[[ Data for this exercise open ]]
//! CPU-stack budget tracking and stack-or-heap containers
//!
//! Fixed-capacity arrays on hot paths live on the stack, but the total per
//! frame is budgeted: 64 KiB hard limit with warnings at 48 KiB and a
//! critical report at 56 KiB. [`StackVec`] is the container handed to nodes;
//! it is a two-case sum type so the hot inline path monomorphises away, and
//! it transparently falls back to the heap when the stack budget is spent.
//!
//! Counters are per-thread by construction: a tracker is owned by the frame
//! thread that uses it, and threshold breaches log but never panic.

use super::profiler::AllocationLocation;
use super::AllocationError;
use crate::foundation::collections::{BoundedArray, CapacityExceeded};
use crate::foundation::hash;
use std::collections::{HashMap, VecDeque};

/// Hard per-frame stack budget
pub const MAX_STACK_PER_FRAME: u64 = 64 * 1024;
/// Usage above this logs a warning (75% of the budget)
pub const WARNING_THRESHOLD: u64 = 48 * 1024;
/// Usage above this logs an error (87.5% of the budget)
pub const CRITICAL_THRESHOLD: u64 = 56 * 1024;
/// Frames of usage history retained
pub const MAX_STACK_HISTORY: usize = 300;

/// One tracked stack allocation
#[derive(Debug, Clone, Copy, PartialEq, Eq)]
pub struct StackAllocation {
    /// Persistent resource hash identifying the allocation
    pub resource_hash: u64,
    /// Size in bytes
    pub size_bytes: u64,
    /// Node that made the allocation
    pub node_id: u32,
    /// Frame when allocated
    pub frame_number: u64,
}

/// Stack usage over one frame
#[derive(Debug, Clone, Default)]
pub struct FrameStackUsage {
    /// Frame number being described
    pub frame_number: u64,
    /// Sum of live tracked allocations
    pub total_stack_used: u64,
    /// High-water mark within the frame
    pub peak_stack_used: u64,
    /// Number of allocations made this frame
    pub allocation_count: u32,
    /// The allocations themselves
    pub allocations: Vec<StackAllocation>,
}

/// Aggregate usage statistics over the tracked history
#[derive(Debug, Clone, Copy, Default, PartialEq, Eq)]
pub struct StackUsageStats {
    /// Mean peak usage per frame
    pub average_stack_per_frame: u64,
    /// Highest peak across the history
    pub peak_stack_usage: u64,
    /// Frames recorded
    pub frames_tracked: u32,
    /// Frames that crossed the warning threshold
    pub warning_frames: u32,
    /// Frames that crossed the critical threshold
    pub critical_frames: u32,
}

/// Per-frame stack allocation tracker
#[derive(Default)]
pub struct StackTracker {
    current: FrameStackUsage,
    history: VecDeque<FrameStackUsage>,
    live: HashMap<u64, u64>,
}

impl StackTracker {
    /// Create an idle tracker
    pub fn new() -> Self {
        Self::default()
    }

    /// Begin tracking a new frame
    pub fn begin_frame(&mut self, frame_number: u64) {
        self.current = FrameStackUsage {
            frame_number,
            ..FrameStackUsage::default()
        };
        self.live.clear();
    }

    /// Roll the current frame into the history and reset counters
    pub fn end_frame(&mut self) {
        if self.current.peak_stack_used > CRITICAL_THRESHOLD {
            log::error!(
                "frame {} peaked at {} bytes of tracked stack (critical threshold {})",
                self.current.frame_number,
                self.current.peak_stack_used,
                CRITICAL_THRESHOLD
            );
        } else if self.current.peak_stack_used > WARNING_THRESHOLD {
            log::warn!(
                "frame {} peaked at {} bytes of tracked stack (warning threshold {})",
                self.current.frame_number,
                self.current.peak_stack_used,
                WARNING_THRESHOLD
            );
        }
        let finished = std::mem::take(&mut self.current);
        self.current.frame_number = finished.frame_number + 1;
        self.history.push_back(finished);
        while self.history.len() > MAX_STACK_HISTORY {
            self.history.pop_front();
        }
        self.live.clear();
    }

    /// Whether a new allocation of `bytes` may go on the stack
    pub fn admits(&self, bytes: u64) -> bool {
        self.current.total_stack_used < WARNING_THRESHOLD
            && self.current.total_stack_used + bytes <= MAX_STACK_PER_FRAME
    }

    /// Register a stack allocation
    pub fn track(&mut self, resource_hash: u64, size_bytes: u64, node_id: u32) {
        self.live.insert(resource_hash, size_bytes);
        self.current.total_stack_used += size_bytes;
        self.current.peak_stack_used = self
            .current
            .peak_stack_used
            .max(self.current.total_stack_used);
        self.current.allocation_count += 1;
        self.current.allocations.push(StackAllocation {
            resource_hash,
            size_bytes,
            node_id,
            frame_number: self.current.frame_number,
        });
    }

    /// Release a tracked allocation before the frame ends
    pub fn release(&mut self, resource_hash: u64) {
        if let Some(bytes) = self.live.remove(&resource_hash) {
            self.current.total_stack_used = self.current.total_stack_used.saturating_sub(bytes);
        }
    }

    /// Usage of the frame in progress
    pub fn current_usage(&self) -> &FrameStackUsage {
        &self.current
    }

    /// Whether current usage crossed the warning threshold
    pub fn is_over_warning(&self) -> bool {
        self.current.total_stack_used > WARNING_THRESHOLD
    }

    /// Whether current usage crossed the critical threshold
    pub fn is_over_critical(&self) -> bool {
        self.current.total_stack_used > CRITICAL_THRESHOLD
    }

    /// Recorded frame history, oldest first
    pub fn history(&self) -> &VecDeque<FrameStackUsage> {
        &self.history
    }

    /// Aggregate statistics over the history
    pub fn stats(&self) -> StackUsageStats {
        let frames = self.history.len() as u32;
        if frames == 0 {
            return StackUsageStats::default();
        }
        let mut total = 0u64;
        let mut peak = 0u64;
        let mut warning = 0u32;
        let mut critical = 0u32;
        for frame in &self.history {
            total += frame.peak_stack_used;
            peak = peak.max(frame.peak_stack_used);
            if frame.peak_stack_used > WARNING_THRESHOLD {
                warning += 1;
            }
            if frame.peak_stack_used > CRITICAL_THRESHOLD {
                critical += 1;
            }
        }
        StackUsageStats {
            average_stack_per_frame: total / frames as u64,
            peak_stack_usage: peak,
            frames_tracked: frames,
            warning_frames: warning,
            critical_frames: critical,
        }
    }
}

/// Stack-or-heap container with a uniform interface
///
/// The inline case stores a [`BoundedArray`] directly; the spilled case is a
/// heap vector reserved to the same capacity. Callers use one API either way.
pub enum StackVec<T: Copy + Default, const N: usize> {
    /// Stack storage, tracked against the frame budget
    Inline(BoundedArray<T, N>),
    /// Heap fallback
    Spilled(Vec<T>),
}

impl<T: Copy + Default, const N: usize> StackVec<T, N> {
    /// Create on the stack, refusing when the frame budget disallows it
    pub fn create_stack(
        name: &str,
        tracker: &mut StackTracker,
        node_id: u32,
    ) -> Result<Self, AllocationError> {
        let bytes = BoundedArray::<T, N>::storage_bytes() as u64;
        if bytes == 0 {
            return Err(AllocationError::InvalidSize);
        }
        if !tracker.admits(bytes) {
            return Err(AllocationError::StackOverflow);
        }
        tracker.track(hash::resource_hash(node_id, 0, name), bytes, node_id);
        Ok(Self::Inline(BoundedArray::new()))
    }

    /// Create on the heap, reserving the full capacity upfront
    pub fn create_heap(_name: &str) -> Result<Self, AllocationError> {
        let mut storage = Vec::new();
        storage
            .try_reserve(N)
            .map_err(|_| AllocationError::HeapOverflow)?;
        Ok(Self::Spilled(storage))
    }

    /// Try the stack first, transparently falling back to the heap
    pub fn request_stack(
        name: &str,
        tracker: &mut StackTracker,
        node_id: u32,
    ) -> Result<Self, AllocationError> {
        match Self::create_stack(name, tracker, node_id) {
            Ok(inline) => Ok(inline),
            Err(AllocationError::StackOverflow) => Self::create_heap(name),
            Err(other) => Err(other),
        }
    }

    /// Return the tracked bytes to the tracker when inline
    pub fn release(self, name: &str, tracker: &mut StackTracker, node_id: u32) {
        if matches!(self, Self::Inline(_)) {
            tracker.release(hash::resource_hash(node_id, 0, name));
        }
    }

    /// Append an element
    pub fn push(&mut self, value: T) -> Result<(), CapacityExceeded> {
        match self {
            Self::Inline(array) => array.push(value),
            Self::Spilled(vec) => {
                vec.push(value);
                Ok(())
            }
        }
    }

    /// Remove all elements
    pub fn clear(&mut self) {
        match self {
            Self::Inline(array) => array.clear(),
            Self::Spilled(vec) => vec.clear(),
        }
    }

    /// Live elements as a slice
    pub fn as_slice(&self) -> &[T] {
        match self {
            Self::Inline(array) => array.as_slice(),
            Self::Spilled(vec) => vec.as_slice(),
        }
    }

    /// Number of live elements
    pub fn len(&self) -> usize {
        match self {
            Self::Inline(array) => array.len(),
            Self::Spilled(vec) => vec.len(),
        }
    }

    /// Whether no elements are stored
    pub fn is_empty(&self) -> bool {
        self.len() == 0
    }

    /// Capacity of the backing storage
    pub fn capacity(&self) -> usize {
        match self {
            Self::Inline(array) => array.capacity(),
            Self::Spilled(vec) => vec.capacity(),
        }
    }

    /// Element at `index`
    pub fn get(&self, index: usize) -> Option<&T> {
        self.as_slice().get(index)
    }

    /// Iterator over live elements
    pub fn iter(&self) -> std::slice::Iter<'_, T> {
        self.as_slice().iter()
    }

    /// Where the storage lives
    pub fn location(&self) -> AllocationLocation {
        match self {
            Self::Inline(_) => AllocationLocation::Stack,
            Self::Spilled(_) => AllocationLocation::Heap,
        }
    }
}

impl<T: Copy + Default, const N: usize> std::ops::Index<usize> for StackVec<T, N> {
    type Output = T;

    fn index(&self, index: usize) -> &T {
        &self.as_slice()[index]
    }
}

#[cfg(test)]
mod tests {
    use super::*;

    #[test]
    fn test_tracked_usage_equals_live_allocations() {
        let mut tracker = StackTracker::new();
        tracker.begin_frame(0);

        tracker.track(1, 1000, 1);
        tracker.track(2, 2000, 1);
        assert_eq!(tracker.current_usage().total_stack_used, 3000);
        assert_eq!(tracker.current_usage().peak_stack_used, 3000);

        tracker.release(1);
        assert_eq!(tracker.current_usage().total_stack_used, 2000);
        assert!(tracker.current_usage().peak_stack_used >= tracker.current_usage().total_stack_used);
    }

    #[test]
    fn test_end_frame_rolls_history_and_resets() {
        let mut tracker = StackTracker::new();
        tracker.begin_frame(0);
        tracker.track(1, 512, 1);
        tracker.end_frame();

        assert_eq!(tracker.history().len(), 1);
        assert_eq!(tracker.history()[0].peak_stack_used, 512);
        assert_eq!(tracker.current_usage().total_stack_used, 0);
    }

    #[test]
    fn test_history_is_bounded() {
        let mut tracker = StackTracker::new();
        for frame in 0..(MAX_STACK_HISTORY + 10) {
            tracker.begin_frame(frame as u64);
            tracker.end_frame();
        }

        assert_eq!(tracker.history().len(), MAX_STACK_HISTORY);
    }

    #[test]
    fn test_stack_vec_prefers_stack() {
        let mut tracker = StackTracker::new();
        tracker.begin_frame(0);

        let mut writes: StackVec<u64, 32> =
            StackVec::request_stack("writes", &mut tracker, 1).unwrap();
        assert_eq!(writes.location(), AllocationLocation::Stack);

        writes.push(11).unwrap();
        writes.push(22).unwrap();
        assert_eq!(writes.as_slice(), &[11, 22]);
        assert_eq!(tracker.current_usage().total_stack_used, 32 * 8);
    }

    #[test]
    fn test_stack_vec_falls_back_to_heap_over_budget() {
        let mut tracker = StackTracker::new();
        tracker.begin_frame(0);
        // Saturate the frame budget
        tracker.track(99, WARNING_THRESHOLD, 1);

        let fallback: StackVec<u64, 16> =
            StackVec::request_stack("fallback", &mut tracker, 1).unwrap();
        assert_eq!(fallback.location(), AllocationLocation::Heap);
        assert!(fallback.capacity() >= 16);
    }

    #[test]
    fn test_create_stack_over_budget_is_an_error() {
        let mut tracker = StackTracker::new();
        tracker.begin_frame(0);
        tracker.track(99, WARNING_THRESHOLD, 1);

        let refused = StackVec::<u64, 16>::create_stack("refused", &mut tracker, 1);
        assert!(matches!(refused, Err(AllocationError::StackOverflow)));
    }

    #[test]
    fn test_release_returns_bytes_to_tracker() {
        let mut tracker = StackTracker::new();
        tracker.begin_frame(0);

        let scratch: StackVec<u8, 256> =
            StackVec::create_stack("scratch", &mut tracker, 2).unwrap();
        assert_eq!(tracker.current_usage().total_stack_used, 256);

        scratch.release("scratch", &mut tracker, 2);
        assert_eq!(tracker.current_usage().total_stack_used, 0);
    }

    #[test]
    fn test_warning_frames_counted_in_stats() {
        let mut tracker = StackTracker::new();
        tracker.begin_frame(0);
        tracker.track(1, WARNING_THRESHOLD + 1, 1);
        tracker.end_frame();
        tracker.begin_frame(1);
        tracker.track(2, 64, 1);
        tracker.end_frame();

        let stats = tracker.stats();
        assert_eq!(stats.frames_tracked, 2);
        assert_eq!(stats.warning_frames, 1);
        assert_eq!(stats.peak_stack_usage, WARNING_THRESHOLD + 1);
    }
}
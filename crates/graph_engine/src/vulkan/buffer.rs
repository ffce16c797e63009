//! Buffer management
//!
//! RAII buffer wrapper plus the per-swapchain-image uniform buffers. Uniform
//! memory is `HOST_VISIBLE | HOST_COHERENT` and persistently mapped: writers
//! copy into the mapped pointer each frame and no flush is needed.

use super::context::{DeviceContext, VulkanError, VulkanResult};
use crate::resource::MemoryRequirements;
use ash::{vk, Device};

/// Device buffer with bound memory and RAII cleanup
pub struct Buffer {
    device: Device,
    buffer: vk::Buffer,
    memory: vk::DeviceMemory,
    size: u64,
    mapped: Option<*mut std::ffi::c_void>,
}

impl Buffer {
    /// Create a buffer and bind freshly allocated memory
    pub fn new(
        context: &DeviceContext,
        size: u64,
        usage: vk::BufferUsageFlags,
        properties: vk::MemoryPropertyFlags,
    ) -> VulkanResult<Self> {
        let device = context.raw_device();
        let buffer_info = vk::BufferCreateInfo::builder()
            .size(size)
            .usage(usage)
            .sharing_mode(vk::SharingMode::EXCLUSIVE);
        let buffer = unsafe {
            device
                .create_buffer(&buffer_info, None)
                .map_err(VulkanError::Api)?
        };

        let requirements = unsafe { device.get_buffer_memory_requirements(buffer) };
        let memory_type = context.find_memory_type(requirements.memory_type_bits, properties)?;
        let alloc_info = vk::MemoryAllocateInfo::builder()
            .allocation_size(requirements.size)
            .memory_type_index(memory_type);
        let memory = unsafe {
            device
                .allocate_memory(&alloc_info, None)
                .map_err(|code| VulkanError::Op {
                    operation: "vkAllocateMemory",
                    code,
                })?
        };
        unsafe {
            device
                .bind_buffer_memory(buffer, memory, 0)
                .map_err(VulkanError::Api)?;
        }

        Ok(Self {
            device,
            buffer,
            memory,
            size,
            mapped: None,
        })
    }

    /// Map the whole allocation and keep it mapped
    pub fn map_persistent(&mut self) -> VulkanResult<()> {
        if self.mapped.is_some() {
            return Ok(());
        }
        let pointer = unsafe {
            self.device
                .map_memory(self.memory, 0, vk::WHOLE_SIZE, vk::MemoryMapFlags::empty())
                .map_err(|code| VulkanError::Op {
                    operation: "vkMapMemory",
                    code,
                })?
        };
        self.mapped = Some(pointer);
        Ok(())
    }

    /// Copy raw bytes into the persistently mapped pointer
    pub fn write_bytes(&self, data: &[u8]) -> VulkanResult<()> {
        let pointer = self.mapped.ok_or(VulkanError::InitializationFailed(
            "buffer is not mapped".to_string(),
        ))?;
        if data.len() as u64 > self.size {
            return Err(VulkanError::InitializationFailed(format!(
                "write of {} bytes exceeds buffer size {}",
                data.len(),
                self.size
            )));
        }
        unsafe {
            std::ptr::copy_nonoverlapping(data.as_ptr(), pointer.cast::<u8>(), data.len());
        }
        Ok(())
    }

    /// Copy a POD value into the persistently mapped pointer
    pub fn write<T: bytemuck::Pod>(&self, value: &T) -> VulkanResult<()> {
        self.write_bytes(bytemuck::bytes_of(value))
    }

    /// The raw buffer handle
    pub fn handle(&self) -> vk::Buffer {
        self.buffer
    }

    /// Buffer size in bytes
    pub fn size(&self) -> u64 {
        self.size
    }

    /// Backend memory requirements, for aliasing decisions
    pub fn memory_requirements(&self) -> MemoryRequirements {
        unsafe { self.device.get_buffer_memory_requirements(self.buffer) }.into()
    }
}

impl Drop for Buffer {
    fn drop(&mut self) {
        unsafe {
            if self.mapped.take().is_some() {
                self.device.unmap_memory(self.memory);
            }
            self.device.destroy_buffer(self.buffer, None);
            self.device.free_memory(self.memory, None);
        }
    }
}

/// One persistently mapped uniform buffer per swapchain image
///
/// Descriptor sets referencing these buffers stay owned by their pool and
/// command buffers by theirs; only the buffers and memory are destroyed here.
pub struct PerFrameUniforms {
    buffers: Vec<Buffer>,
    stride: u64,
}

impl PerFrameUniforms {
    /// Create `image_count` uniform buffers of `size` bytes each
    pub fn new(context: &DeviceContext, image_count: u32, size: u64) -> VulkanResult<Self> {
        let mut buffers = Vec::with_capacity(image_count as usize);
        for _ in 0..image_count {
            let mut buffer = Buffer::new(
                context,
                size,
                vk::BufferUsageFlags::UNIFORM_BUFFER,
                vk::MemoryPropertyFlags::HOST_VISIBLE | vk::MemoryPropertyFlags::HOST_COHERENT,
            )?;
            buffer.map_persistent()?;
            buffers.push(buffer);
        }
        Ok(Self {
            buffers,
            stride: size,
        })
    }

    /// Write one image's uniform data
    pub fn write<T: bytemuck::Pod>(&self, image_index: usize, value: &T) -> VulkanResult<()> {
        self.buffers[image_index].write(value)
    }

    /// The buffer backing one image
    pub fn buffer(&self, image_index: usize) -> vk::Buffer {
        self.buffers[image_index].handle()
    }

    /// Number of per-image buffers
    pub fn len(&self) -> usize {
        self.buffers.len()
    }

    /// Whether no buffers exist
    pub fn is_empty(&self) -> bool {
        self.buffers.is_empty()
    }

    /// Byte size of each buffer
    pub fn stride(&self) -> u64 {
        self.stride
    }

    /// Total bytes across all per-image buffers
    pub fn total_bytes(&self) -> u64 {
        self.stride * self.buffers.len() as u64
    }
}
[[ Data for this exercise closed ]]
◆ **Exercise prompt**: Of all the entries above, repeat only the lines from the line that has "48 KiB and a" to the line that has "pub const MAX_STACK_PER_FRAME: u64", both lines included, exactly.

◆ **Task response**:
//! frame is budgeted: 64 KiB hard limit with warnings at 48 KiB and a
//! critical report at 56 KiB. [`StackVec`] is the container handed to nodes;
//! it is a two-case sum type so the hot inline path monomorphises away, and
//! it transparently falls back to the heap when the stack budget is spent.
//!
//! Counters are per-thread by construction: a tracker is owned by the frame
//! thread that uses it, and threshold breaches log but never panic.

use super::profiler::AllocationLocation;
use super::AllocationError;
use crate::foundation::collections::{BoundedArray, CapacityExceeded};
use crate::foundation::hash;
use std::collections::{HashMap, VecDeque};

/// Hard per-frame stack budget
pub const MAX_STACK_PER_FRAME: u64 = 64 * 1024;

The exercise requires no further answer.